Pick up a pen or open a digital text editor and put your thoughts on clear black-and-white. You don’t need to post, publish, or even save it. But make sure you get it all out there – whether it’s your thoughts, your worries, your goals, or your dreams.
Get Far Away from City Living
If you spend most of the year – or the entire year – cooped up, especially in an urban environment, take the opportunity to head out into nature this Valentine’s Day. Not only is nature a great change of pace from city living, but nature can be emotionally healing. There are studies that show that walking in the woods can positively impact your mental health. No additional medication or therapy program. Just a stroll through a forest.
Spend Some Time in Your Garden
If the great outdoors aren’t an option, you can get a dose of plant exposure through your garden – whether it’s a dedicated portion of your own backyard, or a row of potted plants on your balcony. Repot your plants, change their soil, fertilize them, or hardest the seedlings.

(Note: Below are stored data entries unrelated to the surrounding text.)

//! Text-generation backends behind a single-method trait.

mod ollama;
mod workers_ai;

pub use ollama::OllamaGenerator;
pub use workers_ai::WorkersAiGenerator;

use crate::error::{DjError, GenerationError, Result};
use async_trait::async_trait;
use serde::{Deserialize, Serialize};
use std::sync::Arc;
use std::time::Duration;

pub const DEFAULT_MODEL: &str = "@cf/meta/llama-3.1-8b-instruct";

/// Something that turns a prompt into text. May fail.
#[async_trait]
pub trait TextGenerator: Send + Sync {
    /// Provider id, used in logs and errors.
    fn name(&self) -> &str;

    /// Send `prompt` as a single user message and return the reply text.
    async fn generate(&self, prompt: &str) -> std::result::Result<String, GenerationError>;
}

/// Generator that always fails, so every briefing is the fallback.
#[derive(Debug, Default, Clone, Copy)]
pub struct DisabledGenerator;

#[async_trait]
impl TextGenerator for DisabledGenerator {
    fn name(&self) -> &str {
        "disabled"
    }

    async fn generate(&self, _prompt: &str) -> std::result::Result<String, GenerationError> {
        Err(GenerationError::Disabled)
    }
}

#[derive(Debug, Clone, Copy, Default, PartialEq, Eq, Serialize, Deserialize)]
#[serde(rename_all = "snake_case")]
pub enum ProviderKind {
    #[default]
    WorkersAi,
    Ollama,
    Disabled,
}

/// Everything needed to build a generator.
#[derive(Debug, Clone)]
pub struct GeneratorConfig {
    pub provider: ProviderKind,
    pub model: String,
    pub base_url: Option<String>,
    pub account_id: Option<String>,
    pub api_token: Option<String>,
    pub timeout: Duration,
}

impl Default for GeneratorConfig {
    fn default() -> Self {
        Self {
            provider: ProviderKind::WorkersAi,
            model: DEFAULT_MODEL.to_string(),
            base_url: None,
            account_id: None,
            api_token: None,
            timeout: Duration::from_secs(30),
        }
    }
}

/// Build the configured generator.
pub fn build_generator(config: &GeneratorConfig) -> Result<Arc<dyn TextGenerator>> {
    let client = || {
        reqwest::Client::builder()
            .timeout(config.timeout)
            .build()
            .map_err(|e| DjError::Validation(format!("Failed to build HTTP client: {}", e)))
    };

    let generator: Arc<dyn TextGenerator> = match config.provider {
        ProviderKind::WorkersAi => {
            let account_id = config.account_id.clone().ok_or_else(|| {
                DjError::Validation("Workers AI needs an account id".to_string())
            })?;
            let api_token = config.api_token.clone().ok_or_else(|| {
                DjError::Validation("Workers AI needs an API token".to_string())
            })?;
            Arc::new(WorkersAiGenerator::new(
                client()?,
                config.base_url.clone(),
                account_id,
                api_token,
                config.model.clone(),
            ))
        }
        ProviderKind::Ollama => Arc::new(OllamaGenerator::new(
            client()?,
            config.base_url.clone(),
            config.model.clone(),
        )),
        ProviderKind::Disabled => Arc::new(DisabledGenerator),
    };

    log::info!("Text generator: {} ({})", generator.name(), config.model);
    Ok(generator)
}

/// Keep `s` only if it has visible content.
fn non_blank(s: Option<&str>) -> Option<String> {
    s.filter(|t| !t.trim().is_empty()).map(str::to_string)
}
use crate::clock::Clock;
use crate::error::Result;
use crate::storage::KvStore;
use crate::types::Briefing;
use std::sync::Arc;
use std::time::Duration;

pub const BRIEFING_TEXT_KEY: &str = "briefing:latest";
pub const BRIEFING_TS_KEY: &str = "briefing:latest:ts";

/// Last briefing and its timestamp, kept as two independent keys.
///
/// The pair is not written atomically: a crash between the two puts leaves
/// the text and timestamp out of step until the next regeneration.
pub struct BriefingCache<S: KvStore + ?Sized> {
    storage: Arc<S>,
    clock: Arc<dyn Clock>,
    ttl: Duration,
}

impl<S: KvStore + ?Sized> BriefingCache<S> {
    pub fn new(storage: Arc<S>, clock: Arc<dyn Clock>, ttl: Duration) -> Self {
        Self {
            storage,
            clock,
            ttl,
        }
    }

    /// Stored briefing, regardless of age.
    ///
    /// `None` when either key is missing, the text is empty, or the
    /// timestamp is not a decimal integer.
    pub fn get(&self) -> Result<Option<Briefing>> {
        let text = match self.storage.get(BRIEFING_TEXT_KEY)? {
            Some(t) if !t.is_empty() => t,
            _ => return Ok(None),
        };
        let generated_at = match self
            .storage
            .get(BRIEFING_TS_KEY)?
            .and_then(|ts| ts.trim().parse::<i64>().ok())
        {
            Some(ts) => ts,
            None => return Ok(None),
        };

        Ok(Some(Briefing {
            text,
            generated_at,
            cached: true,
        }))
    }

    /// True iff less than the TTL has passed since `generated_at`.
    pub fn is_fresh(&self, generated_at: i64) -> bool {
        let age = self.clock.now_ms().saturating_sub(generated_at);
        i128::from(age) < self.ttl.as_millis() as i128
    }

    /// Write `text` then stamp it with the current time.
    pub fn put(&self, text: &str) -> Result<Briefing> {
        let generated_at = self.clock.now_ms();
        self.storage.put(BRIEFING_TEXT_KEY, text)?;
        self.storage.put(BRIEFING_TS_KEY, &generated_at.to_string())?;
        Ok(Briefing {
            text: text.to_string(),
            generated_at,
            cached: false,
        })
    }
}
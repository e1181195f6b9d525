use crate::cli::IngestArgs;
use anyhow::Result;

pub async fn run(args: IngestArgs, server: &str) -> Result<()> {
    let client = reqwest::Client::new();
    let url = format!("{}/ingest", server.trim_end_matches('/'));

    let mut payload = serde_json::json!({ "text": args.text });
    if let Some(source) = args.source {
        payload["source"] = serde_json::Value::String(source);
    }

    let resp = client
        .post(&url)
        .json(&payload)
        .send()
        .await
        .map_err(|e| anyhow::anyhow!("HTTP request failed: {}. Is `feedback-dj serve` running?", e))?;

    let status = resp.status();
    let body: serde_json::Value = resp.json().await?;
    if !status.is_success() {
        let err = body["error"].as_str().unwrap_or("unknown error");
        anyhow::bail!("{}", err);
    }

    println!("✅ Stored. {} entries.", body["count"].as_u64().unwrap_or(0));
    Ok(())
}
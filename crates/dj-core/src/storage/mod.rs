mod memory;
mod redb_storage;
mod traits;

pub use memory::MemoryKvStore;
pub use redb_storage::{RedbKvStore, CURRENT_SCHEMA_VERSION};
pub use traits::KvStore;
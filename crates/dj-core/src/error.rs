use thiserror::Error;

pub type Result<T> = std::result::Result<T, DjError>;

#[derive(Debug, Error)]
pub enum DjError {
    #[error("Storage error: {0}")]
    Storage(#[from] redb::Error),

    #[error("Database error: {0}")]
    Database(#[from] redb::DatabaseError),

    #[error("Table error: {0}")]
    Table(#[from] redb::TableError),

    #[error("Transaction error: {0}")]
    Transaction(#[from] redb::TransactionError),

    #[error("Commit error: {0}")]
    Commit(#[from] redb::CommitError),

    #[error("Storage operation error: {0}")]
    StorageOperation(#[from] redb::StorageError),

    #[error("Serialization error: {0}")]
    Serialization(#[from] serde_json::Error),

    #[error("Corrupt value under key '{key}': {reason}")]
    Corrupt { key: String, reason: String },

    #[error("Validation error: {0}")]
    Validation(String),
}

impl DjError {
    /// True for errors caused by bad caller input rather than the store.
    pub fn is_validation(&self) -> bool {
        matches!(self, DjError::Validation(_))
    }
}

/// Failure of the external text-generation call.
///
/// Never shown to HTTP callers; the briefing service swaps in the fallback.
#[derive(Debug, Error)]
pub enum GenerationError {
    #[error("Generator '{provider}' unreachable: {message}")]
    Unreachable { provider: String, message: String },

    #[error("Generator '{provider}' returned HTTP {status}: {body}")]
    Http {
        provider: String,
        status: u16,
        body: String,
    },

    #[error("Generator '{provider}' returned a malformed response: {message}")]
    Malformed { provider: String, message: String },

    #[error("Generator '{provider}' returned no text")]
    Empty { provider: String },

    #[error("Text generation is disabled")]
    Disabled,
}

If you don’t have a garden of any kind, get started this year! It could be a single solitary basil plant by the windowsill, or a collection of cute succulents.
Watch the Sunset
It happens every single day, yet it’s still one of the most magical things a person can witness. We just barely take the time to witness it anymore.
Change that this Valentine’s Day! Make a point of getting to a nice, high vantage point, pick the least cloudy day of the week, and just take in the sunset – whether alone or with a friend. Appreciating life’s little wonders – down to the way freshly cut grass smells, or the way the air tastes after a rainy day – works wonders for your mental health.
Try Something You’ve Never Tried Before
Be it something as wild as a bungee jump or something as simple as visiting an arcade for the first time in decades, commemorate the day with a special event you’ve never experienced, or haven’t experienced since time immemorial.
Get An Early Night’s Sleep
As boring as it might be, proper sleep hygiene is an important aspect of physical and mental wellbeing, and a major way to treat yourself is to get your sleeping rhythm back on a healthy track, especially if it is significantly erratic at this point.
Get Your Fitness Back on Track
Speaking of getting things back on track – if you haven’t been in the mood for your fitness journey this year around, try something completely different to get back into moving again!
You don’t need to hit the gym or go jogging for the millionth time to benefit from physical activity. A daily round of Just Dance, skipping rope, joining a martial arts gym, or something completely out there – like a parkour course – might inspire you to get moving again, and actually enjoy moving.
Sometimes, the best thing you can do for your mental wellbeing, is to help someone else. It’s already established that the majority of people feel better doing something for someone else rather than receiving someone’s help – this innate altruism is a part of human nature, and feeding that part can improve your mood and mental health, and give you a greater appreciation for your own circumstances.
Valentine’s Day and Mental Health
Self-love is more than indulgence, whether it’s by satisfying every craving of your tastebuds or treating yourself to that jacket or handbag you’ve been eyeing for weeks. If you’re taking a break from your romantic needs, treat this year’s Valentine’s as an opportunity to reset the way you’ve been taking care of your emotional, physical, social, and financial needs.
Self-love is just as crucial as any romance, if not far more important, and you owe it to yourself to make Valentine’s Day and mental health equally as important come February 14th. From our family at Amend Treatment to yours, happy Valentine’s Day!